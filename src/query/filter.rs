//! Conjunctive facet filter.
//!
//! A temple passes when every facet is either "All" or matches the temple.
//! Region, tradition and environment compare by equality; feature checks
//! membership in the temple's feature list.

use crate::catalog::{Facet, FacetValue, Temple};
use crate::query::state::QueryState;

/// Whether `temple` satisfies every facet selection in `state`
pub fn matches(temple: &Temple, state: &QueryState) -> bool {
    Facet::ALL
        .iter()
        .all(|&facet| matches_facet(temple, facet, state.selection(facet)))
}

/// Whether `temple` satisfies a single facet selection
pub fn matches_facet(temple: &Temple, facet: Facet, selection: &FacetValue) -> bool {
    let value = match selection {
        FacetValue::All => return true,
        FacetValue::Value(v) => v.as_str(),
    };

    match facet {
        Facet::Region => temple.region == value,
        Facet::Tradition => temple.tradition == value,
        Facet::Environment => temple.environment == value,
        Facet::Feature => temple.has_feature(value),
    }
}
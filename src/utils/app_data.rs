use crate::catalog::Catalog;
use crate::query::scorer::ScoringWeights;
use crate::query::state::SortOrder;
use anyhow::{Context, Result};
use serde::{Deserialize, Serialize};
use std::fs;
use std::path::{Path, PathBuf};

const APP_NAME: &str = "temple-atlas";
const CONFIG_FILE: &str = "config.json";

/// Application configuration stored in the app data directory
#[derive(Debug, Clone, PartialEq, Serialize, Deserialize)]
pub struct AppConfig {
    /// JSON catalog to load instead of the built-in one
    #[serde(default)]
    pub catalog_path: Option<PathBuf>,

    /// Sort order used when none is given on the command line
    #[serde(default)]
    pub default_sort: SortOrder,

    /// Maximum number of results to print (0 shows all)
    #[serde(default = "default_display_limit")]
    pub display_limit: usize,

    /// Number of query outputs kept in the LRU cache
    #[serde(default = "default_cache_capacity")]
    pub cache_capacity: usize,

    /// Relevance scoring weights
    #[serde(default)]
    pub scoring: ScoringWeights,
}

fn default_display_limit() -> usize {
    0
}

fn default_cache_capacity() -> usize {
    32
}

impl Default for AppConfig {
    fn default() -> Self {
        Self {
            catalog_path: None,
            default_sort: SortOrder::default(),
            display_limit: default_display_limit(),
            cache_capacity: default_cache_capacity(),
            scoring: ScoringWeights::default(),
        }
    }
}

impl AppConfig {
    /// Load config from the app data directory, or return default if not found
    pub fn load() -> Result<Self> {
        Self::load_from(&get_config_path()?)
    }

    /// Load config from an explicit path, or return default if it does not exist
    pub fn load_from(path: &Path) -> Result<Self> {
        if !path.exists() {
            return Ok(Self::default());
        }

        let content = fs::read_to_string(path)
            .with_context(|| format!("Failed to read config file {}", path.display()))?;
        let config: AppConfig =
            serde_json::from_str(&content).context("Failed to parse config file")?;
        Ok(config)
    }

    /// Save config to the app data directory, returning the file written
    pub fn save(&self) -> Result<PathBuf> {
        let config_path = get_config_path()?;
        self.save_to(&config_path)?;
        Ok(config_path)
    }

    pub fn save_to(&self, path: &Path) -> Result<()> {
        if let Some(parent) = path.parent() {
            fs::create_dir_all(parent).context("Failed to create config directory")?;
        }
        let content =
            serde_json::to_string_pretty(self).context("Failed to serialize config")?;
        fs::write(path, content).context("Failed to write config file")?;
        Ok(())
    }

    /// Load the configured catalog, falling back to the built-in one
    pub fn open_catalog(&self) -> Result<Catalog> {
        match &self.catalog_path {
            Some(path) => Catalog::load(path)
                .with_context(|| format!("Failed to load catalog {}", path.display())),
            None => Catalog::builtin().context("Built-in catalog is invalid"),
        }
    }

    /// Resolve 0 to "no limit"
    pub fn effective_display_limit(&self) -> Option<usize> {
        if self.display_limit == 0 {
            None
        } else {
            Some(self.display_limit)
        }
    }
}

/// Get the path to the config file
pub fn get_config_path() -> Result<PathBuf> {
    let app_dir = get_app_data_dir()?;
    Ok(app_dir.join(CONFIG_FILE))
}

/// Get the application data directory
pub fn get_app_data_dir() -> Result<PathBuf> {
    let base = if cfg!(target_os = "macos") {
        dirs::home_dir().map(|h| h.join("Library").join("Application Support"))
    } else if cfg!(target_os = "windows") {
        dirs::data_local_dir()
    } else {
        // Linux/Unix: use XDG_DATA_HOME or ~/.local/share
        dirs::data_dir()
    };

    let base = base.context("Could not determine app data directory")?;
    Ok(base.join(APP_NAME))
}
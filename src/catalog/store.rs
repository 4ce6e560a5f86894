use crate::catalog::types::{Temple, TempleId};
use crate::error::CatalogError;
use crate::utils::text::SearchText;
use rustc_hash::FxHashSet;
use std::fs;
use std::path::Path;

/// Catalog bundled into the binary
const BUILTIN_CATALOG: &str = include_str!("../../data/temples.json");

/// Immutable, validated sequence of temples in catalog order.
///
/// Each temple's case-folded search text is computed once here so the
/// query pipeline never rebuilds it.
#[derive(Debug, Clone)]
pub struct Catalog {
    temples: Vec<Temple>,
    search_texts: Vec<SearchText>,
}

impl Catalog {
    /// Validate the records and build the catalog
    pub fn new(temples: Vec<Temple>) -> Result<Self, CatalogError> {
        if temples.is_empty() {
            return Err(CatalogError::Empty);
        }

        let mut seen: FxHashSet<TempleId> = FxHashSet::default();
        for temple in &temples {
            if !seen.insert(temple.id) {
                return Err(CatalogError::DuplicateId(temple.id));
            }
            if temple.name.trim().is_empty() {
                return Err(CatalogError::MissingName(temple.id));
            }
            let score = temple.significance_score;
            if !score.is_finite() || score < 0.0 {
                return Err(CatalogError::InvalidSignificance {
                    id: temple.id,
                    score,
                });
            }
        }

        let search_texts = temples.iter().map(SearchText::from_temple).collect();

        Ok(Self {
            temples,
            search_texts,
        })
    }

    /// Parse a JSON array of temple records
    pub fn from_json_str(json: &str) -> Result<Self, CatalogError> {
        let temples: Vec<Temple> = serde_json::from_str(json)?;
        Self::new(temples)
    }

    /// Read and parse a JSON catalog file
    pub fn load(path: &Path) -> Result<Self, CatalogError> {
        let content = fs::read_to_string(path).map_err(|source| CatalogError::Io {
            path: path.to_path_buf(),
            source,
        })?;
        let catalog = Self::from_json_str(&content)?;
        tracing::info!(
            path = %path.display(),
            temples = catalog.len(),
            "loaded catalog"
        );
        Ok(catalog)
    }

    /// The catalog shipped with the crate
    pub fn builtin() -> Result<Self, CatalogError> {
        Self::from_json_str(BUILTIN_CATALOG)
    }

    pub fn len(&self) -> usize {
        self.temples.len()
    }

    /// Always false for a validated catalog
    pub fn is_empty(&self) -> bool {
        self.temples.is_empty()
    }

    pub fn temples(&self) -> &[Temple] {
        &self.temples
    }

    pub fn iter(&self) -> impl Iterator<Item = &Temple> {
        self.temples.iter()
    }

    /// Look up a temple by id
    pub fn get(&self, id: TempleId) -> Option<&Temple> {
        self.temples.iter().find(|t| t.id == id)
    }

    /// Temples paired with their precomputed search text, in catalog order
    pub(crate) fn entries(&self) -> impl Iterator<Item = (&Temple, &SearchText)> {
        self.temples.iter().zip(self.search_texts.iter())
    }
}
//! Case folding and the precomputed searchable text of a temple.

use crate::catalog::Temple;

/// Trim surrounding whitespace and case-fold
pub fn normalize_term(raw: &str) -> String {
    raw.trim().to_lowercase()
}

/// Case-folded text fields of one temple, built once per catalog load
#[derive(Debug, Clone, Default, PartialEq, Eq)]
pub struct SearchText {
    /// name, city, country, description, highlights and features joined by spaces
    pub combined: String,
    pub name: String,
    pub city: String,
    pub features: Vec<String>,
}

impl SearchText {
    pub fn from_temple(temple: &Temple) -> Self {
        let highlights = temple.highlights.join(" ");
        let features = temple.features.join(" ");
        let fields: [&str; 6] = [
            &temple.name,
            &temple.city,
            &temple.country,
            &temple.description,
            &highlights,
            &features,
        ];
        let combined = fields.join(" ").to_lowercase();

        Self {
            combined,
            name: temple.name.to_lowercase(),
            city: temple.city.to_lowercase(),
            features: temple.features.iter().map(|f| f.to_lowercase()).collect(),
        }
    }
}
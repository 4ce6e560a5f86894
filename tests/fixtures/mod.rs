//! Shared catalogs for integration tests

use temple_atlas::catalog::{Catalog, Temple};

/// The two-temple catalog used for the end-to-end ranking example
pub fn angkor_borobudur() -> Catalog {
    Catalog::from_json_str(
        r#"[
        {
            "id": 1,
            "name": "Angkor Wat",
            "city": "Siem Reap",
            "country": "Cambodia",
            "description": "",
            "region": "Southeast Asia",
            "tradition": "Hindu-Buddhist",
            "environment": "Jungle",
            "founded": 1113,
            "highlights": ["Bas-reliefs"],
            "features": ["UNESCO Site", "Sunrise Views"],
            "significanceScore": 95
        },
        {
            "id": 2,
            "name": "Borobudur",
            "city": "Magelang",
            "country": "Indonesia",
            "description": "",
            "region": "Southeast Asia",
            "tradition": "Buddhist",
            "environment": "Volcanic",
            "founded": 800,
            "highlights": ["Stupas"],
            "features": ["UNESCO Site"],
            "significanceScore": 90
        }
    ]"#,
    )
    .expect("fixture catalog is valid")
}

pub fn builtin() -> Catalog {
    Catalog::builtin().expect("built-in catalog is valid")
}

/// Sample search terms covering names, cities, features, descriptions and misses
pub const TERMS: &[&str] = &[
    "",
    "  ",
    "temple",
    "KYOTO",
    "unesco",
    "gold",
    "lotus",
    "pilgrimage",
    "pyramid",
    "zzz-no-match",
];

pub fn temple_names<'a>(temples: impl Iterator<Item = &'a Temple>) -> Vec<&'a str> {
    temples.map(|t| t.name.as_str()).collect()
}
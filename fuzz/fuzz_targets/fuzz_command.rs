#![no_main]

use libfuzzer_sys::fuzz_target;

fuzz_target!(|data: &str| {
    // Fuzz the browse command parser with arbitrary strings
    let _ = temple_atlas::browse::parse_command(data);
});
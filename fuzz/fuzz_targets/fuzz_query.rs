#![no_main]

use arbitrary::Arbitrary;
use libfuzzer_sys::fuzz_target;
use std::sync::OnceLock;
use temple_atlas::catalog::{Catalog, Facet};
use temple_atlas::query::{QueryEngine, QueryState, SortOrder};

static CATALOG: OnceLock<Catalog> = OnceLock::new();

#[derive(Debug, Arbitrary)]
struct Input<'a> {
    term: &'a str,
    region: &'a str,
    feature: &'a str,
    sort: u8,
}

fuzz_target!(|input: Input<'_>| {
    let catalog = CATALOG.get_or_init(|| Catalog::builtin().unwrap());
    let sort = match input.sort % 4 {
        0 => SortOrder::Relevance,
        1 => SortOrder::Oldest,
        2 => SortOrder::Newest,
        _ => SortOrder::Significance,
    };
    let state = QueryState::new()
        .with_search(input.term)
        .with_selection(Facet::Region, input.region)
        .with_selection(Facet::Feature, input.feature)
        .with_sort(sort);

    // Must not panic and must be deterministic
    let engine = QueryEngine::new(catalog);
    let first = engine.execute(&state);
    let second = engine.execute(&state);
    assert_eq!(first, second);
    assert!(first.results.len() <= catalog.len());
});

########

Restate the material word for word, but only from its first line through the line containing "Facet::Tradition => temple.tradition".

ANSWER SECTION
filename src/query/filter.rs
//! Conjunctive facet filter.
//!
//! A temple passes when every facet is either "All" or matches the temple.
//! Region, tradition and environment compare by equality; feature checks
//! membership in the temple's feature list.

use crate::catalog::{Facet, FacetValue, Temple};
use crate::query::state::QueryState;

/// Whether `temple` satisfies every facet selection in `state`
pub fn matches(temple: &Temple, state: &QueryState) -> bool {
    Facet::ALL
        .iter()
        .all(|&facet| matches_facet(temple, facet, state.selection(facet)))
}

/// Whether `temple` satisfies a single facet selection
pub fn matches_facet(temple: &Temple, facet: Facet, selection: &FacetValue) -> bool {
    let value = match selection {
        FacetValue::All => return true,
        FacetValue::Value(v) => v.as_str(),
    };

    match facet {
        Facet::Region => temple.region == value,
        Facet::Tradition => temple.tradition == value,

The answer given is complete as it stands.